The colder months certainly bring their own joys, but they can also be a difficult season for those of us who get great fulfillment from spending time outdoors doing activities that are made onerous with feet of snow on the ground. On the days when a blizzard is raging outside and you crave exploration, the next best thing can be to dive into a book that feeds your longing for adventure. I have compiled a list of some of my favorite outdoors books that I feel instill a sense of common humanity, appreciation for the environment, and a desire to experience nature in their readers. I am grateful for the books on this list for giving me a reprieve from inclement weather and fueling my fire to keep exploring once the ferocity of winter calms down. In no particular order, here are my chosen outdoors books to appreciate when you’re stuck inside:
- Walking to Listen: 4,000 Miles Across America, One Story at a Time by Andrew Forsthoefel
Forsthoefel’s book chronicles his adventures walking from the East Coast to the West, relying only on his own two feet as transportation and the kindness of strangers for shelter. He carries a sign with him that reads “Walking to Listen,” and his goal is to receive guidance from all whom he meets on his path. When reading this book, I felt so grateful that Forsthoefel had made his journey so that I, too, could learn from the experiences of everyone he met and listened to with such purpose. His walk west was far from easy and the elements in each region of the U.S. were a constant reminder that we are more vulnerable as human beings than we’d often like to think. I finished Walking to Listen wanting to immediately set off across the country and listen to stories told by all different sorts of people, so it was definitely a stirring read.
- Into the Wild by Jon Krakauer
I feel like reading Into the Wild is a rite of passage for those who have an inherent drive to respond to the call of the wilderness. Krakauer does an excellent job of weaving together the story of Chris McCandless’ trek into the unknown and what ultimately leads to his demise in Alaska. The insatiable pull that some people (chief among them McCandless) feel to leave everything behind and retreat into the wilderness is hard to put into words, yet Krakauer’s dedication to telling McCandless’ story makes Into the Wild a magnificent account of that feeling.
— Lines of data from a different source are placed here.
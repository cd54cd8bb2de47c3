use rand::{Rng, SeedableRng};
use rand_chacha::ChaCha8Rng;
use tracing::{debug, info};

use crate::config::PipelineConfig;
use crate::dataset::{HousingData, TrainTestSplit};
use crate::insight_core::feature::{validate_features, validate_sample};
use crate::insight_core::{
    learning_curve, model_complexity, neighbor_average, CandidateScore, DecisionTreeParams,
    ErrorCurve, GridSearch, GridSearchResult, KFold, NeighborIndex,
};
use crate::stats::{mean, mode, Statistics};
use crate::utils::AnalysisError;

/// The housing analysis pipeline over one dataset
///
/// All randomness (the train/test shuffle and the tree tie-breaking) is
/// drawn from one generator, seeded from the configuration when a seed is
/// given and from OS entropy otherwise.
#[derive(Debug)]
pub struct HousingEngine {
    data: HousingData,
    config: PipelineConfig,
    rng: ChaCha8Rng,
}

impl HousingEngine {
    /// Create an engine, validating the configuration against the data
    pub fn new(data: HousingData, config: PipelineConfig) -> Result<Self, AnalysisError> {
        config.validate()?;
        validate_features(&data.features)?;
        validate_sample(&config.sample, data.n_features())?;

        let rng = match config.seed {
            Some(seed) => ChaCha8Rng::seed_from_u64(seed),
            None => ChaCha8Rng::from_entropy(),
        };

        Ok(Self { data, config, rng })
    }

    pub fn data(&self) -> &HousingData {
        &self.data
    }

    pub fn config(&self) -> &PipelineConfig {
        &self.config
    }

    /// Descriptive statistics of the target column
    pub fn explore(&self) -> crate::Result<Statistics> {
        let stats = Statistics::compute(&self.data, &self.data.target_name).ok_or_else(|| {
            AnalysisError::DatasetError(format!("dataset '{}' has no records", self.data.name))
        })?;
        info!(records = stats.n_records, features = stats.n_features, "explored dataset");
        Ok(stats)
    }

    /// Shuffle and partition the rows by the configured test size
    pub fn split(&mut self) -> Result<TrainTestSplit, AnalysisError> {
        let split = self.data.train_test_split(self.config.test_size, &mut self.rng)?;
        info!(train = split.n_train(), test = split.n_test(), "split dataset");
        Ok(split)
    }

    /// One learning curve per configured depth
    pub fn learning_curves(&mut self, split: &TrainTestSplit) -> Result<Vec<ErrorCurve>, AnalysisError> {
        let depths = self.config.learning_curve_depths.clone();
        let mut curves = Vec::with_capacity(depths.len());

        for depth in depths {
            let params = self.tree_params();
            let curve = learning_curve(
                depth,
                split,
                self.config.metric,
                self.config.learning_curve_points,
                &params,
            )?;
            info!(depth, "learning curve ready");
            curves.push(curve);
        }

        Ok(curves)
    }

    /// Training and test error across the configured complexity depths
    pub fn model_complexity(&mut self, split: &TrainTestSplit) -> Result<ErrorCurve, AnalysisError> {
        let params = self.tree_params();
        let curve = model_complexity(&self.config.complexity_depths, split, self.config.metric, &params)?;
        info!(depths = curve.len(), "model complexity curve ready");
        Ok(curve)
    }

    /// Tune on every row with the final fold count and price the sample house
    pub fn fit_predict(&mut self) -> Result<TunedPrediction, AnalysisError> {
        let search = self.tune(self.config.final_cv_folds)?;
        let prediction = search.best_estimator.predict_sample(&self.config.sample)?;
        info!(best_depth = search.best_depth, prediction, "final model tuned");
        Ok(TunedPrediction { search, prediction })
    }

    /// One repeated run: tune with the repeat fold count and price the sample house
    pub fn rinse_and_repeat(&mut self) -> Result<RunResult, AnalysisError> {
        let search = self.tune(self.config.repeat_cv_folds)?;
        let prediction = search.best_estimator.predict_sample(&self.config.sample)?;
        debug!(best_depth = search.best_depth, prediction, "repeat finished");
        Ok(RunResult {
            prediction,
            best_depth: search.best_depth,
        })
    }

    /// Repeat tuning and prediction, collecting the chosen depths and prices
    pub fn aggregate(&mut self) -> Result<AggregateResult, AnalysisError> {
        let mut predictions = Vec::with_capacity(self.config.repeats);
        let mut best_depths = Vec::with_capacity(self.config.repeats);

        for run in 0..self.config.repeats {
            let result = self.rinse_and_repeat()?;
            debug!(run, "collected repeat");
            predictions.push(result.prediction);
            best_depths.push(result.best_depth);
        }

        let aggregate = AggregateResult::from_runs(predictions, best_depths)?;
        info!(
            repeats = aggregate.len(),
            depth_mode = aggregate.depth_mode,
            mean_prediction = aggregate.mean_prediction,
            "aggregated repeats"
        );
        Ok(aggregate)
    }

    /// Average price of the rows closest to the sample house
    pub fn nearest_neighbor_baseline(&self) -> Result<NeighborBaseline, AnalysisError> {
        let index = NeighborIndex::build(&self.data.features)?;
        let neighbors = index.nearest(&self.config.sample, self.config.n_neighbors)?;

        let average = neighbor_average(&self.data.target, &neighbors)?;

        let indices: Vec<usize> = neighbors.iter().map(|n| n.index).collect();
        let prices: Vec<f64> = indices.iter().map(|&i| self.data.target[i]).collect();

        info!(k = indices.len(), average, "nearest neighbor baseline");
        Ok(NeighborBaseline {
            indices,
            prices,
            average,
        })
    }

    /// Run every stage in order
    pub fn run(&mut self) -> crate::Result<PipelineReport> {
        let statistics = self.explore()?;
        let split = self.split()?;
        let learning_curves = self.learning_curves(&split)?;
        let complexity = self.model_complexity(&split)?;
        let tuned = self.fit_predict()?;
        let aggregate = self.aggregate()?;
        let baseline = self.nearest_neighbor_baseline()?;

        Ok(PipelineReport {
            statistics,
            n_train: split.n_train(),
            n_test: split.n_test(),
            learning_curves,
            complexity,
            tuned,
            aggregate,
            baseline,
        })
    }

    fn tune(&mut self, folds: usize) -> Result<GridSearchResult, AnalysisError> {
        let params = self.tree_params();
        GridSearch::new(self.config.grid_depths.clone())
            .with_cv(KFold::new(folds))
            .with_metric(self.config.metric)
            .with_base_params(params)
            .with_parallel(self.config.parallel)
            .fit(&self.data.features, &self.data.target)
    }

    /// Tree parameters with a seed drawn from the engine generator, or none
    /// when the engine itself is unseeded
    fn tree_params(&mut self) -> DecisionTreeParams {
        let random_state = match self.config.seed {
            Some(_) => Some(self.rng.gen::<u64>()),
            None => None,
        };
        DecisionTreeParams::new().with_random_state(random_state)
    }
}

/// The tuned model and its price for the sample house
#[derive(Debug, Clone)]
pub struct TunedPrediction {
    pub search: GridSearchResult,
    pub prediction: f64,
}

impl TunedPrediction {
    pub fn best_depth(&self) -> usize {
        self.search.best_depth
    }

    pub fn best_score(&self) -> f64 {
        self.search.best_score
    }

    pub fn candidates(&self) -> &[CandidateScore] {
        &self.search.candidates
    }
}

/// Outcome of one repeated run
#[derive(Debug, Clone, Copy, PartialEq)]
pub struct RunResult {
    pub prediction: f64,
    pub best_depth: usize,
}

/// Predictions and chosen depths over all repeated runs
#[derive(Debug, Clone, PartialEq)]
pub struct AggregateResult {
    pub predictions: Vec<f64>,
    pub best_depths: Vec<usize>,
    /// Most frequent depth; the smallest wins ties
    pub depth_mode: usize,
    pub mean_prediction: f64,
}

impl AggregateResult {
    /// Summarise equal-length, non-empty run outputs
    pub fn from_runs(predictions: Vec<f64>, best_depths: Vec<usize>) -> Result<Self, AnalysisError> {
        if predictions.len() != best_depths.len() {
            return Err(AnalysisError::ValidationError(format!(
                "{} predictions but {} depths",
                predictions.len(),
                best_depths.len()
            )));
        }

        let empty = || AnalysisError::ValidationError("no runs to aggregate".to_string());
        let depth_mode = mode(&best_depths).ok_or_else(empty)?;
        let mean_prediction = mean(&predictions).ok_or_else(empty)?;

        Ok(Self {
            predictions,
            best_depths,
            depth_mode,
            mean_prediction,
        })
    }

    pub fn len(&self) -> usize {
        self.predictions.len()
    }

    pub fn is_empty(&self) -> bool {
        self.predictions.is_empty()
    }
}

/// Nearest rows to the sample house and their mean price
#[derive(Debug, Clone, PartialEq)]
pub struct NeighborBaseline {
    pub indices: Vec<usize>,
    pub prices: Vec<f64>,
    pub average: f64,
}

/// Everything the full pipeline produces
#[derive(Debug, Clone)]
pub struct PipelineReport {
    pub statistics: Statistics,
    pub n_train: usize,
    pub n_test: usize,
    pub learning_curves: Vec<ErrorCurve>,
    pub complexity: ErrorCurve,
    pub tuned: TunedPrediction,
    pub aggregate: AggregateResult,
    pub baseline: NeighborBaseline,
}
- Alone on the Wall by Alex Honnold and David Roberts
For fans of the thrilling 2018 documentary Free Solo, this is the book for you. Alone on the Wall is another medium through which we can be lucky enough to consume Alex Honnold’s wisdom and distinctive humor. Climbing some of the world’s highest and trickiest rock faces is challenging enough, but Honnold insists on adding the element of climbing without ropes or other safety devices. For him, free-soloing is such a passion that he is willing to die for it. Anything produced by Honnold is worth a read, watch, or listen due to his exhilarating stories alone, but it is his remarks on taking risks and keeping focused that stuck with me the most.
- Walden by Henry David Thoreau
I first came across Walden as a freshman in high school when I was assigned the classic by a teacher of mine. I did not expect to still sing Thoreau’s praises five years later, but his work in this book was transformational for me. Walden is Thoreau’s ode to the two years he spent living in a secluded cabin on Walden Pond and the corresponding lessons he learned about self-sufficiency and humanity’s relationship with nature. I visited Walden Pond and Thoreau’s homestead shortly after reading the book and the peace found there is palpable; the beautiful thing is, the joy I was able to experience in that place came from what Thoreau had taught me about solitude and simplicity. I always look to Thoreau’s example when I contemplate my relationship with the outdoors.
- Maiden Voyage by Tania Aebi and Bernadette Brennan
Tania Aebi’s autobiographical book about her adventures sailing around the world by herself (at age eighteen!) is nothing short of incredible. Aimless and unsure of herself, Aebi’s father gave her the choice between him funding her college education or a twenty-six-foot sailboat in which she would have to circumnavigate the earth. Aebi chose the latter and it changed her life. Maiden Voyage speaks to the physical and mental challenges Aebi faced on her two-year journey and encourages its readers to evaluate their own lives in an almost serendipitous way.
Whether someone is experienced in spending time in nature or not, these books are accessible to everyone because of the special element found only in outdoors books. This element calls us to examine what we see in the world around us and in our own selves; it commands us to come face-to-face with our most primitive sentiments on the human condition as it relates to the natural world. So – when you check the weather forecast and realize you’ll be confined indoors all day, consider taking a different kind of adventure and give these books a try.